Today, I find it ironical that Bill Gates's arch-enemy in the Old World is a brilliant 66-year-old Dutch woman, Neelie Kroes.
In her powerful role as the European Commissioner for Competition, Neelie Kroes doesn't want Europe to become a capitalistic jungle, where the strong devour the weak. In 2004 she set out to bust the Microsoft trust, by accusing the US corporation of failing to implement system-level interoperability, thereby condemning all competition. A European law court has just confirmed that Microsoft's fine of 497 million euros was justified.

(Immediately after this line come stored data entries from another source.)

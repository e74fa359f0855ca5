//! # Patchbay
//!
//! A dynamic dependency resolution and component lifecycle engine.
//!
//! Components declare requirements on *capability types*; providers of
//! those capabilities appear, disappear, and change at arbitrary times
//! while the process runs. Patchbay continuously decides whether each
//! component is satisfied, selects among candidate providers per policy,
//! drives lifecycle callbacks exactly once per transition, and lets
//! pluggable interceptors filter or re-rank the visible candidate set.
//!
//! ## Example
//!
//! ```ignore
//! use patchbay::{Engine, ComponentDeclaration, DependencyDeclaration};
//!
//! let engine = Engine::new();
//! let id = engine.declare(
//!     ComponentDeclaration::new("greeter")
//!         .with_dependency(DependencyDeclaration::new("sink", "log.sink")),
//!     Box::new(Greeter::default()),
//! )?;
//! engine.enable(&id)?;
//! // registering a `log.sink` provider now activates the component
//! # Ok::<(), patchbay::Error>(())
//! ```
//!
//! ## Architecture
//!
//! - `domain` - value objects, filters, declarations, events, port traits
//! - `runtime` - registry, gates, dependency tracking, state machine,
//!   configuration and logging

/// Domain layer - core types and port traits
///
/// Re-exports from the domain crate for convenience
pub mod domain {
    pub use patchbay_domain::*;
}

/// Runtime layer - the engine and its collaborators
///
/// Re-exports from the runtime crate for convenience
pub mod runtime {
    pub use patchbay_runtime::*;
}

// Re-export commonly used domain types at the crate root
pub use domain::*;

// Re-export the engine entry point and runtime handles at the crate root
pub use runtime::{
    ConfigLoader, ContextSourceHandle, Engine, EngineConfig, InterceptorHandle,
};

Here in France, to verify that Microsoft is not yet playing the game in the sense implied by their European condemnation, you merely have to wander into a retail store and say that you want to purchase a PC without the Windows software. As a surprised salesman pointed out, that request sounds a little like wanting to buy an automobile without a motor. The analogy, though, is stupid. It's silly to try to compare computers with old-fashioned machines such as automobiles. The motor in an automobile (essentially hardware) is not at all the equivalent of software in the context of a computer. Somebody who wants to buy computing hardware without imposed software is more like a guy who wants to get married without having others choose his wife. But we no longer need such metaphors to get the message across. Today, almost everybody is aware that it's perfectly feasible to envisage buying a PC and installing Linux on it. So, to put it metaphorically, Bill Gates should pull his finger out.
This whole affair might, of course, turn out to be a non-problem... if Europeans were to wake up to themselves, and decide massively to buy magnificent Macs.